From the records below, output exactly the lines running from the line containing "filename marquee-booking/src/dispatch.rs" through the line containing "const VERIFICATION_CODE_LEN: usize = 6;", and no others.
--- Records for this exercise ---
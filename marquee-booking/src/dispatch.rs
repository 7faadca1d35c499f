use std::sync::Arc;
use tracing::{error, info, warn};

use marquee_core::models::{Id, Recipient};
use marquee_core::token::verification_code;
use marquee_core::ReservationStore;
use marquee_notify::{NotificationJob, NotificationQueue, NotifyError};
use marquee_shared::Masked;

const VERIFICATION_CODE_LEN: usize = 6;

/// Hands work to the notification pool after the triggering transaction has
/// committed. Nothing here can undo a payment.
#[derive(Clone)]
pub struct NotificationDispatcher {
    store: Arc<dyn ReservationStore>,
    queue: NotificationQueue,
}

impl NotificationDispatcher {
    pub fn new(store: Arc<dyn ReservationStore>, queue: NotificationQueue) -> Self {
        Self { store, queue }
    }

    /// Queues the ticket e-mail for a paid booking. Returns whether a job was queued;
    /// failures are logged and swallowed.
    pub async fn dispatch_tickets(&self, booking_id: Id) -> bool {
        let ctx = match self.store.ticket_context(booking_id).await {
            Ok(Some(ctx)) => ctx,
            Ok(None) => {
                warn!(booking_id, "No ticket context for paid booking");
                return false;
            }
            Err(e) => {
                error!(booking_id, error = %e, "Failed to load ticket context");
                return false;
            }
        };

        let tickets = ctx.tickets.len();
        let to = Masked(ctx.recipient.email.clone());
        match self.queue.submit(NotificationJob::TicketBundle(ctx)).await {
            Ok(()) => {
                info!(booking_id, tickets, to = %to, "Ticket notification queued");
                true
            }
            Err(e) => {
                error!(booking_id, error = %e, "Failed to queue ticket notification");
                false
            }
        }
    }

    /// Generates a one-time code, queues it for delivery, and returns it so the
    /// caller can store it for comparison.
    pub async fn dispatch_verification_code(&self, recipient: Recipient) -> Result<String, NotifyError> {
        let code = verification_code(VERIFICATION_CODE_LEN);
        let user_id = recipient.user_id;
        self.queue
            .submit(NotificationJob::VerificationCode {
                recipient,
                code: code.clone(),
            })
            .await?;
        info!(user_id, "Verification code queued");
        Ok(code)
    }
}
---
--- Records for this exercise ---
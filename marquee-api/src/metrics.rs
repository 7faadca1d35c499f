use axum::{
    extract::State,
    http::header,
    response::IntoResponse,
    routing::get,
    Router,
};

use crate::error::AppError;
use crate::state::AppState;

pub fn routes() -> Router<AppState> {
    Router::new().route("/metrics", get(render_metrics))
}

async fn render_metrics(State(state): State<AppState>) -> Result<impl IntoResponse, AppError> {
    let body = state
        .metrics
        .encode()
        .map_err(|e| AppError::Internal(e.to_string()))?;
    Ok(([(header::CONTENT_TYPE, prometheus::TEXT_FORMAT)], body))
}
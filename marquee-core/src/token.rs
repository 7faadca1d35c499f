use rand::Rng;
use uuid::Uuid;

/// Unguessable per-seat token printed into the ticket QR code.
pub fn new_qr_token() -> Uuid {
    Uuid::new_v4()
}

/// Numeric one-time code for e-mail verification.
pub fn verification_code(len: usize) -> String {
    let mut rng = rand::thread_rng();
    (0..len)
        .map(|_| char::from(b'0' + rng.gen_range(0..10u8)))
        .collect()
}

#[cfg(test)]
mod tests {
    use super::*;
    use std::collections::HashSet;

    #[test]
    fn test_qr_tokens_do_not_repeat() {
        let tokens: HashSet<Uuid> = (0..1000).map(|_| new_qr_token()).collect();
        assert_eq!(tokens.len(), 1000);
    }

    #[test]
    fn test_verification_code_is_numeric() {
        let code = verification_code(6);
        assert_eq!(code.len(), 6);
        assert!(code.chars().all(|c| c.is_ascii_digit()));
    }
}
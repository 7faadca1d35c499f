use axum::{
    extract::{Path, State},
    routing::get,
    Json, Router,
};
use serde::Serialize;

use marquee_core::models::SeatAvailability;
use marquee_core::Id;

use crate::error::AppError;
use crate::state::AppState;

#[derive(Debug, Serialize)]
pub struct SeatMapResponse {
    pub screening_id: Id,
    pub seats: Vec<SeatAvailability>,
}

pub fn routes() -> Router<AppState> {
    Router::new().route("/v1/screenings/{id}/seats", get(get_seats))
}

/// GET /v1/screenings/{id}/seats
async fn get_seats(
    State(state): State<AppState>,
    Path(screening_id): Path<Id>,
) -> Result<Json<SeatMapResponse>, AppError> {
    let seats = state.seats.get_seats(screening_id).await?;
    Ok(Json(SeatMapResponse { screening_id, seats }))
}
---
Answer below:
filename marquee-booking/src/dispatch.rs
repository 7faadca1d35c499f
use std::sync::Arc;
use tracing::{error, info, warn};

use marquee_core::models::{Id, Recipient};
use marquee_core::token::verification_code;
use marquee_core::ReservationStore;
use marquee_notify::{NotificationJob, NotificationQueue, NotifyError};
use marquee_shared::Masked;

const VERIFICATION_CODE_LEN: usize = 6;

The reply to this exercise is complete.